Li Zhuan started his career in the Shu Han state as an assistant scribe (書佐) before becoming a clerk (令史) to the Masters of Writing (尚書). In 238, after the Shu emperor Liu Shan designated his eldest son Liu Xuan as crown prince, he appointed Li Zhuan as a bodyguard (庶子) to Liu Xuan. Later, he reassigned/promoted Li Zhuan to various positions, including Supervisor (僕射), Attendant Counsellor (中散大夫) and Right General of the Household (右中郎將). Li Zhuan's main task, however, was to educate Liu Xuan. The crown prince also favoured Li Zhuan for his multiple talents and extensive knowledge. Despite his wealth of knowledge, Li Zhuan was not highly regarded or respected by his peers because of his frivolous behaviour and tendency to ridicule and scorn others.

Throughout his life as a scholar, Li Zhuan wrote commentaries, guides, annotations, etc., to a number of ancient texts, including the Yijing, Book of Documents, Mao Commentary, Etiquette and Ceremonial, Book of Rites, Rites of Zhou, Zuo Zhuan, and Taixuan Zhigui (太玄指歸). His writings followed the styles of Jia Kui and Ma Rong rather than that of Zheng Xuan. Although he had never met his contemporary Wang Su before, his works and interpretations of Confucianism turned out to be similar to Wang Su's. He died in the middle of the Jingyao era (258–263) of Liu Shan's reign.

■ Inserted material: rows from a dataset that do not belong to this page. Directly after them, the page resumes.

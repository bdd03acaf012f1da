//! Fixed-depth sliding window over the most recent converter samples.
//!
//! The window is pre-filled with a baseline value so the very first ticks
//! already see a full window. Early feature vectors therefore mix baseline
//! and real readings until N samples have been pushed.

use std::collections::VecDeque;

/// Default number of samples held by the window.
pub const DEFAULT_WINDOW_LEN: usize = 10;

/// Default fill value used before any sample has been read.
pub const DEFAULT_BASELINE: f64 = 177.0;

/// Ordered FIFO of the last N samples, oldest first.
#[derive(Debug, Clone, PartialEq)]
pub struct SampleWindow {
    samples: VecDeque<f64>,
}

impl SampleWindow {
    /// Create a window of `len` copies of `baseline`.
    ///
    /// A zero length is bumped to one so the window is never empty.
    pub fn new(len: usize, baseline: f64) -> Self {
        let len = len.max(1);
        Self {
            samples: std::iter::repeat(baseline).take(len).collect(),
        }
    }

    /// Append the newest sample and drop the oldest one.
    pub fn push(&mut self, sample: f64) {
        self.samples.pop_front();
        self.samples.push_back(sample);
    }

    /// Number of samples held (always the configured length).
    pub fn len(&self) -> usize {
        self.samples.len()
    }

    /// Always false; kept for API symmetry with `len`.
    pub fn is_empty(&self) -> bool {
        self.samples.is_empty()
    }

    /// Samples in chronological order.
    pub fn iter(&self) -> impl Iterator<Item = &f64> {
        self.samples.iter()
    }

    /// Copy the samples out as a contiguous vector, oldest first.
    pub fn to_vec(&self) -> Vec<f64> {
        self.samples.iter().copied().collect()
    }

    /// Most recently pushed sample.
    pub fn newest(&self) -> Option<f64> {
        self.samples.back().copied()
    }
}

impl Default for SampleWindow {
    fn default() -> Self {
        Self::new(DEFAULT_WINDOW_LEN, DEFAULT_BASELINE)
    }
}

One of Li Zhuan's peers, Chen Shu (陳術), who was from Hanzhong Commandery and whose courtesy name was Shenbo (申伯), was also well-known for being knowledgeable and multi-talented. Chen Shu wrote the seven-chapter Shi Bu (釋部), Yizhou Qijiu Zhuan (益部耆舊傳) and Yizhou Qijiu Zhi (益部耆舊志), and served as the administrator of three commanderies in Shu.